Além das sessões do Supremo, as
do Superior Tribunal de Justiça, dos Conselhos de Justiça e do Ministério
Público, entre outros órgãos, estão disponíveis ao vivo na internet. Longe da
cúpula, a tendência é que tribunais de Justiça regionais e estaduais sigam esse
movimento, assim como as procuradorias do Ministério Público
por Grazielle Albuquerque // http://www.diplomatique.org.br/
De forma inédita, no dia 17 de
junho de 2015, o Tribunal de Contas da União (TCU) veiculou em tempo real um
julgamento realizado em seu plenário. Essa foi também a primeira sessão que
avaliava as contas da presidenta Dilma Rousseff referentes a 2014, ano que
encerrou seu primeiro mandato. As imagens estiveram no portal do TCU e no canal
do YouTube, contabilizando 2 mil visualizações ao vivo e 38 mil a posteriori.

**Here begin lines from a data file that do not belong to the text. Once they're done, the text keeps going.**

use proptest::prelude::*;

use crate::{
    decode_codepage_indexed, decode_utf16le_indexed, mask, redact_decoded, LiteralOracle,
    MaskContext, RedactionConfig, SensitivityOracle, StreamBuffer, TextEncoding,
};

const MAX_INPUT_LEN: usize = 4 * 1024;

fn encoding_strategy() -> impl Strategy<Value = TextEncoding> {
    prop_oneof![
        Just(TextEncoding::Utf16Le),
        Just(TextEncoding::Codepage(949)),
        Just(TextEncoding::Codepage(1252)),
        Just(TextEncoding::Codepage(932)),
        Just(TextEncoding::Codepage(65001)),
        Just(TextEncoding::Codepage(437)),
    ]
}

fn mask_char_strategy() -> impl Strategy<Value = char> {
    prop_oneof![Just('*'), Just('#'), Just('\u{FF0A}'), Just('\u{1F512}')]
}

proptest! {
    #![proptest_config(ProptestConfig {
        cases: 256,
        // Deterministic in CI so failures are reproducible.
        rng_seed: proptest::test_runner::RngSeed::Fixed(0),
        failure_persistence: None,
        .. ProptestConfig::default()
    })]

    #[test]
    fn mask_preserves_byte_length(
        original in proptest::collection::vec(any::<u8>(), 0..=MAX_INPUT_LEN),
        encoding in encoding_strategy(),
        mask_char in mask_char_strategy(),
    ) {
        let masked = mask(&original, mask_char, encoding);
        prop_assert_eq!(masked.len(), original.len());
    }

    #[test]
    fn indexed_decoders_cover_every_byte_once(
        bytes in proptest::collection::vec(any::<u8>(), 0..=MAX_INPUT_LEN),
        codepage in prop_oneof![Just(949u16), Just(932), Just(936), Just(950), Just(1252), Just(65001)],
    ) {
        let decoded = decode_codepage_indexed(&bytes, 0, codepage);
        prop_assert_eq!(decoded.text.chars().count(), decoded.slots.len());
        let mut next = 0usize;
        for slot in &decoded.slots {
            prop_assert_eq!(slot.start, next);
            next = slot.end();
        }
        prop_assert_eq!(next, bytes.len());

        let decoded = decode_utf16le_indexed(&bytes, 0);
        let covered: usize = decoded.slots.iter().map(|s| s.len).sum();
        prop_assert_eq!(covered, bytes.len() & !1);
    }

    #[test]
    fn masked_text_no_longer_matches_its_literal(
        prefix in "[a-z ]{0,12}",
        secret in "[0-9]{6}-[0-9]{7}",
        suffix in "[a-z ]{0,12}",
    ) {
        let oracle = LiteralOracle::new([secret.as_str()]);
        let config = RedactionConfig::default();
        let ctx = MaskContext::new(&oracle, &config);

        let text = format!("{prefix}{secret}{suffix}");
        let bytes: Vec<u8> = text.encode_utf16().flat_map(|u| u.to_le_bytes()).collect();
        let mut buf = StreamBuffer::scratch(bytes.clone());
        let decoded = decode_utf16le_indexed(&bytes, 0);

        let hits = redact_decoded(&ctx, &mut buf, &decoded, "proptest");
        prop_assert!(hits >= 1);
        prop_assert_eq!(buf.len(), bytes.len());

        let rescanned = decode_utf16le_indexed(buf.bytes(), 0);
        prop_assert!(oracle.find_sensitive_spans(&rescanned.text).is_empty());
    }
}
//! CLX and PlcPcd: the piece table mapping character positions to WordDocument bytes.

use crate::fib::{read_u16, read_u32, Fib};

const CLX_PRC: u8 = 0x01;
const CLX_PCDT: u8 = 0x02;
const PCD_LEN: usize = 8;
const FC_MASK: u32 = 0x3FFF_FFFF;
const FC_COMPRESSED: u32 = 0x4000_0000;

/// One piece descriptor with its character range.
#[derive(Debug, Clone, Copy, PartialEq, Eq)]
pub struct PlcPiece {
    pub index: usize,
    /// `fc` with the flag bits cleared.
    pub fc: u32,
    pub compressed: bool,
    pub cp_start: u32,
    pub cp_end: u32,
}

impl PlcPiece {
    /// Byte offset of the piece text in the WordDocument stream. Compressed pieces store
    /// `fc * 2`.
    pub fn byte_offset(&self) -> usize {
        if self.compressed {
            (self.fc / 2) as usize
        } else {
            self.fc as usize
        }
    }

    pub fn bytes_per_char(&self) -> usize {
        if self.compressed {
            1
        } else {
            2
        }
    }

    pub fn char_len(&self) -> usize {
        (self.cp_end - self.cp_start) as usize
    }

    pub fn byte_len(&self) -> usize {
        self.char_len() * self.bytes_per_char()
    }
}

/// A byte range in the WordDocument stream covering part of one piece.
#[derive(Debug, Clone, Copy, PartialEq, Eq)]
pub struct ByteRange {
    pub start: usize,
    pub end: usize,
    pub bytes_per_char: usize,
}

/// Read the piece table. Any structural problem (missing or out-of-range CLX, malformed
/// PlcPcd, decreasing character positions) yields an empty list.
pub fn locate_pieces(word_doc: &[u8], table: &[u8]) -> Vec<PlcPiece> {
    let Ok(fib) = Fib::parse(word_doc) else {
        return Vec::new();
    };
    let start = fib.fc_clx as usize;
    let Some(clx) = start
        .checked_add(fib.lcb_clx as usize)
        .and_then(|end| table.get(start..end))
    else {
        log::debug!(
            "CLX at {}+{} lies outside the {}-byte table stream",
            fib.fc_clx,
            fib.lcb_clx,
            table.len()
        );
        return Vec::new();
    };
    parse_plcpcd(find_plcpcd(clx))
}

/// Skip `Prc` blocks and return the `PlcPcd` of the first `Pcdt`.
fn find_plcpcd(clx: &[u8]) -> &[u8] {
    let mut pos = 0usize;
    while let Some(&tag) = clx.get(pos) {
        pos += 1;
        match tag {
            CLX_PRC => {
                let Some(cb) = read_u16(clx, pos) else {
                    break;
                };
                pos += 2 + cb as usize;
            }
            CLX_PCDT => {
                let Some(lcb) = read_u32(clx, pos) else {
                    break;
                };
                pos += 4;
                let end = pos.saturating_add(lcb as usize).min(clx.len());
                return &clx[pos..end];
            }
            other => {
                log::debug!("unexpected CLX block type {other:#04x}");
                break;
            }
        }
    }
    &[]
}

fn parse_plcpcd(plcpcd: &[u8]) -> Vec<PlcPiece> {
    if plcpcd.len() < 4 || (plcpcd.len() - 4) % 12 != 0 {
        return Vec::new();
    }
    let n = (plcpcd.len() - 4) / 12;
    let cps: Vec<u32> = (0..=n)
        .filter_map(|i| read_u32(plcpcd, i * 4))
        .collect();
    let pcd_base = (n + 1) * 4;

    let mut pieces = Vec::with_capacity(n);
    for index in 0..n {
        let (cp_start, cp_end) = (cps[index], cps[index + 1]);
        if cp_end < cp_start {
            log::debug!("piece {index} has decreasing character positions");
            return Vec::new();
        }
        let Some(fc_raw) = read_u32(plcpcd, pcd_base + index * PCD_LEN + 2) else {
            return Vec::new();
        };
        pieces.push(PlcPiece {
            index,
            fc: fc_raw & FC_MASK,
            compressed: fc_raw & FC_COMPRESSED != 0,
            cp_start,
            cp_end,
        });
    }
    pieces
}

/// Byte ranges covering the text positions `char_start..char_end`, split at piece boundaries.
///
/// Text positions count characters of the pieces concatenated in order, which is how
/// [`crate::document_text`] builds the document text.
pub fn map_char_range_to_bytes(
    pieces: &[PlcPiece],
    char_start: usize,
    char_end: usize,
) -> Vec<ByteRange> {
    let mut out = Vec::new();
    let mut text_pos = 0usize;
    for piece in pieces {
        let piece_start = text_pos;
        let piece_end = text_pos + piece.char_len();
        text_pos = piece_end;
        if char_end <= piece_start || char_start >= piece_end {
            continue;
        }
        let local_start = char_start.max(piece_start) - piece_start;
        let local_end = char_end.min(piece_end) - piece_start;
        let bpc = piece.bytes_per_char();
        out.push(ByteRange {
            start: piece.byte_offset() + local_start * bpc,
            end: piece.byte_offset() + local_end * bpc,
            bytes_per_char: bpc,
        });
    }
    out
}
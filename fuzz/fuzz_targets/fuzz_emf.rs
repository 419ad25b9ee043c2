#![no_main]

use libfuzzer_sys::fuzz_target;
use olemask_core::{LiteralOracle, MaskContext, RedactionConfig, StreamBuffer};
use olemask_emf::{iterate_records, locate_text_spans, redact_embedded_emf};

fuzz_target!(|data: &[u8]| {
    for record in iterate_records(data) {
        for span in locate_text_spans(data, &record) {
            assert!(span.offset + span.byte_len <= record.end());
        }
    }

    let oracle = LiteralOracle::new(["Alice", "a"]);
    let config = RedactionConfig::default();
    let ctx = MaskContext::new(&oracle, &config);
    let mut stream = StreamBuffer::scratch(data.to_vec());
    redact_embedded_emf(&ctx, &mut stream, "EPRINT");
    assert_eq!(stream.len(), data.len());
});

Durante o julgamento das chamadas “pedaladas” fiscais, houve a concessão de
prazo para que a presidenta respondesse às irregularidades apontadas pelo
órgão, o que empurrou a apreciação das contas para o dia 7 de outubro. Em meio
ao acirramento político e aos holofotes que o processo ganhou, a sessão – a
segunda na história da instituição a ser transmitida ao vivo – contabilizou o
significativo número de 23 mil visualizações em tempo real e 206 mil page views
até meados de novembro deste ano.
Segundo a Secretaria de
Comunicação do TCU, a ideia de transmitir ao vivo as sessões veio como resposta
ao monitoramento das redes sociais, que indicava um número grande de pessoas
interessadas em assistir in loco ao julgamento das contas. A transmissão
“esvaziaria” essa necessidade porque seria possível acompanhar a sessão pela
internet. No entanto, a explicação técnica não exclui uma opção estratégica, já
que, entre todas as pautas do TCU, o julgamento das contas do governo foi
justamente o escolhido para iniciar as transmissões do plenário ao vivo. “Tinha
noção de que era uma sessão histórica”, explicou o secretário de Comunicação do
TCU, Alexandre França de Araújo, referindo-se à sessão do dia 17 de junho, que
iniciou o caso. Dito isso, fica claro o posicionamento institucional de dar
visibilidade ao órgão a partir do julgamento.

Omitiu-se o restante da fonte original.